Wer trägt die Kosten für einen Kinderanwalt, eine Kinderanwältin?

Die Aufwände gehören zu den Verfahrenskosten. Sie richten sich nach kantonalem Recht. Die Eltern müssen sie in der Regel hälftig tragen. Wenn ihnen die unentgeltliche Prozessführung bewilligt wird, übernimmt der Staat die Kosten. Falls sie allerdings später dazu in der Lage sind, müssen sie die Kosten zurückerstatten. In gewissen Kantonen, etwa in Bern, sind Kesb-Verfahren kostenlos.

Warum sind Gerichte und Behörden eher zurückhaltend mit der Einsetzung von Kindesvertretungen?

Darüber können nur Vermutungen angestellt werden: Hauptsächlich fürchtet man wohl die Kosten – und dass eine weitere Partei das Verfahren verlängern und komplizierter machen könnte.

Was die Kindesschutzverfahren betrifft, ist der Kanton Zürich als einziger heute gut unterwegs. Dort gibt es seit 2016 eine Weisung der Aufsichtsbehörde, dass bei der Unterbringung eines Kindes die Kesb schriftlich begründen muss, warum sie keine Kindesvertretung einsetzt. Anlass war der Fall Flaach, wo 2015 eine Mutter ihre beiden Kinder getötet hat, die fremdplatziert waren. «Die Behörden haben gemerkt, dass die Nichteinsetzung bei Fremdplatzierungen kaum begründet werden kann», führt Christophe Herzig dazu aus. Um die Zahl der Kindesvertretungen zu erhöhen, wäre auch in anderen Kantonen eine solche Weisung wünschenswert. Auch könnte die Begründungspflicht auf weitere Fälle ausgedehnt werden.

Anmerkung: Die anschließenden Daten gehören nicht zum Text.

//! Request/response mapping for the vectors service, checked against a mock server.

use arca::{
    ArcaClient, ArcaError, MetadataField, VectorAddRequest, VectorSearchRequest,
    VectorSkillMetadata,
};
use serde_json::json;
use wiremock::matchers::{any, body_json, header, method, path, query_param};
use wiremock::{Mock, MockServer, ResponseTemplate};

fn client_for(server: &MockServer) -> ArcaClient {
    ArcaClient::builder("user_test_key")
        .base_url(server.uri())
        .build()
        .expect("client builds")
}

fn journal_skill() -> VectorSkillMetadata {
    VectorSkillMetadata::new()
        .description("Personal journal entries with mood and category tracking")
        .metadata_fields(vec![
            MetadataField::new("category", "string", "Type of journal entry")
                .examples(["personal", "work", "health"]),
            MetadataField::new("mood", "string", "Emotional state during entry"),
        ])
        .search_examples(["Find days when I felt accomplished"])
        .filter_examples(["mood = 'positive'"])
}

#[tokio::test]
async fn add_sends_text_metadata_and_snake_case_skill() {
    let server = MockServer::start().await;
    Mock::given(method("POST"))
        .and(path("/api/v1/vectors/add"))
        .and(header("authorization", "Bearer user_test_key"))
        .and(body_json(json!({
            "tableName": "journal_entries",
            "text": "Today was incredibly productive.",
            "generateEmbedding": true,
            "metadata": {"category": "personal", "mood": "positive"},
            "skill": {
                "description": "Personal journal entries with mood and category tracking",
                "metadata_fields": [
                    {"name": "category", "type": "string", "description": "Type of journal entry",
                     "examples": ["personal", "work", "health"]},
                    {"name": "mood", "type": "string", "description": "Emotional state during entry"}
                ],
                "search_examples": ["Find days when I felt accomplished"],
                "filter_examples": ["mood = 'positive'"]
            }
        })))
        .respond_with(ResponseTemplate::new(200).set_body_json(json!({
            "success": true,
            "tableName": "journal_entries",
            "s3Path": "s3://vault/vectors/journal_entries",
            "embeddingDimension": 1536
        })))
        .expect(1)
        .mount(&server)
        .await;

    let resp = client_for(&server)
        .vectors()
        .add(
            VectorAddRequest::new("journal_entries", "Today was incredibly productive.")
                .meta("category", "personal")
                .meta("mood", "positive")
                .skill(journal_skill()),
        )
        .await
        .unwrap();

    assert!(resp.success);
    assert_eq!(resp.embedding_dimension, Some(1536));
}

#[tokio::test]
async fn add_with_precomputed_embedding() {
    let server = MockServer::start().await;
    Mock::given(method("POST"))
        .and(path("/api/v1/vectors/add"))
        .and(body_json(json!({
            "tableName": "notes",
            "text": "short note",
            "generateEmbedding": false,
            "embedding": [0.1, 0.5, 1.0]
        })))
        .respond_with(ResponseTemplate::new(200).set_body_json(json!({"success": true})))
        .expect(1)
        .mount(&server)
        .await;

    client_for(&server)
        .vectors()
        .add(VectorAddRequest::new("notes", "short note").embedding(vec![0.1, 0.5, 1.0]))
        .await
        .unwrap();
}

#[tokio::test]
async fn search_sends_limit_and_filter() {
    let server = MockServer::start().await;
    Mock::given(method("POST"))
        .and(path("/api/v1/vectors/search"))
        .and(body_json(json!({
            "tableName": "journal_entries",
            "query": "days when I felt accomplished",
            "limit": 3,
            "generateEmbedding": true,
            "filter": "category = 'personal'"
        })))
        .respond_with(ResponseTemplate::new(200).set_body_json(json!({
            "success": true,
            "tableName": "journal_entries",
            "query": "days when I felt accomplished",
            "resultCount": 2,
            "results": [
                {"text": "Finished the big project", "metadata": {"mood": "positive"}, "score": 0.91},
                {"text": "New deadlift record", "metadata": {"mood": "positive"}, "score": 0.84}
            ]
        })))
        .expect(1)
        .mount(&server)
        .await;

    let resp = client_for(&server)
        .vectors()
        .search(
            VectorSearchRequest::new("journal_entries", "days when I felt accomplished")
                .limit(3)
                .filter("category = 'personal'"),
        )
        .await
        .unwrap();

    assert_eq!(resp.result_count, Some(2));
    assert_eq!(resp.results[0].text.as_deref(), Some("Finished the big project"));
    assert_eq!(resp.results[1].score, Some(0.84));
}

#[tokio::test]
async fn table_management_endpoints() {
    let server = MockServer::start().await;
    Mock::given(method("DELETE"))
        .and(path("/api/v1/vectors/delete"))
        .and(body_json(json!({"tableName": "journal_entries"})))
        .respond_with(ResponseTemplate::new(200).set_body_json(json!({"success": true})))
        .expect(1)
        .mount(&server)
        .await;
    Mock::given(method("GET"))
        .and(path("/api/v1/vectors/list"))
        .respond_with(ResponseTemplate::new(200).set_body_json(json!({
            "userId": "user_123",
            "tableCount": 1,
            "tables": [{"name": "journal_entries"}]
        })))
        .expect(1)
        .mount(&server)
        .await;

    let vectors = client_for(&server).vectors();

    let listed = vectors.list_tables().await.unwrap();
    assert_eq!(listed.user_id.as_deref(), Some("user_123"));
    assert_eq!(listed.table_count, Some(1));

    assert!(vectors.delete("journal_entries").await.unwrap().success);
}

#[tokio::test]
async fn skills_use_vector_paths() {
    let server = MockServer::start().await;
    Mock::given(method("GET"))
        .and(path("/api/v1/vectors/journal_entries/skill"))
        .respond_with(ResponseTemplate::new(200).set_body_json(json!({
            "success": true,
            "tableName": "journal_entries",
            "skill": "# journal_entries"
        })))
        .expect(1)
        .mount(&server)
        .await;
    Mock::given(method("POST"))
        .and(path("/api/v1/vectors/journal_entries/skill"))
        .and(body_json(json!({"skill": {"notes": "moods are lowercase"}})))
        .respond_with(ResponseTemplate::new(200).set_body_json(json!({"success": true})))
        .expect(1)
        .mount(&server)
        .await;
    Mock::given(method("GET"))
        .and(path("/api/v1/vectors/skills"))
        .respond_with(ResponseTemplate::new(200).set_body_json(json!({
            "skills": [{"tableName": "journal_entries", "skill": "# journal_entries"}]
        })))
        .expect(1)
        .mount(&server)
        .await;

    let vectors = client_for(&server).vectors();
    assert_eq!(
        vectors.get_skill("journal_entries").await.unwrap().table_name.as_deref(),
        Some("journal_entries")
    );
    vectors
        .update_skill("journal_entries", VectorSkillMetadata::new().notes("moods are lowercase"))
        .await
        .unwrap();
    assert_eq!(vectors.get_all_skills().await.unwrap().skills.len(), 1);
}

#[tokio::test]
async fn export_returns_csv() {
    let server = MockServer::start().await;
    Mock::given(method("GET"))
        .and(path("/api/v1/vectors/export"))
        .and(query_param("tableName", "journal entries"))
        .respond_with(ResponseTemplate::new(200).set_body_string("text,mood\nhello,positive\n"))
        .expect(1)
        .mount(&server)
        .await;

    let csv = client_for(&server).vectors().export("journal entries").await.unwrap();
    assert_eq!(String::from_utf8(csv).unwrap(), "text,mood\nhello,positive\n");
}

#[tokio::test]
async fn unauthorized_export_is_an_auth_error() {
    let server = MockServer::start().await;
    Mock::given(method("GET"))
        .and(path("/api/v1/vectors/export"))
        .and(header("user-agent", concat!("arca-rust/", env!("CARGO_PKG_VERSION"))))
        .respond_with(ResponseTemplate::new(401))
        .expect(1)
        .mount(&server)
        .await;

    let err = client_for(&server).vectors().export("journal_entries").await.unwrap_err();
    assert!(matches!(err, ArcaError::Auth(_)), "got {err:?}");
}

#[tokio::test]
async fn missing_embedding_is_rejected_locally() {
    let server = MockServer::start().await;
    Mock::given(any())
        .respond_with(ResponseTemplate::new(200))
        .expect(0)
        .mount(&server)
        .await;

    let vectors = client_for(&server).vectors();

    let err = vectors
        .add(VectorAddRequest::new("notes", "hi").generate_embedding(false))
        .await
        .unwrap_err();
    assert!(matches!(err, ArcaError::Validation(_)));

    let err = vectors
        .search(VectorSearchRequest::new("notes", "hi").generate_embedding(false))
        .await
        .unwrap_err();
    assert!(matches!(err, ArcaError::Validation(_)));
}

Jonas Schweighauser, Anwalt und Lehrbeauftragter an der Universität Basel, der ebenfalls Kindesvertretungen macht, plädiert gar dafür, dass in bestimmten Fällen zwingend eine Kindesvertretung angeordnet werden müsste – zum Beispiel wenn den Eltern das Aufenthaltsbestimmungsrecht für ihr Kind entzogen wird oder sie seit über einem Jahr um die Obhut streiten. Das bräuchte allerdings eine Gesetzesänderung.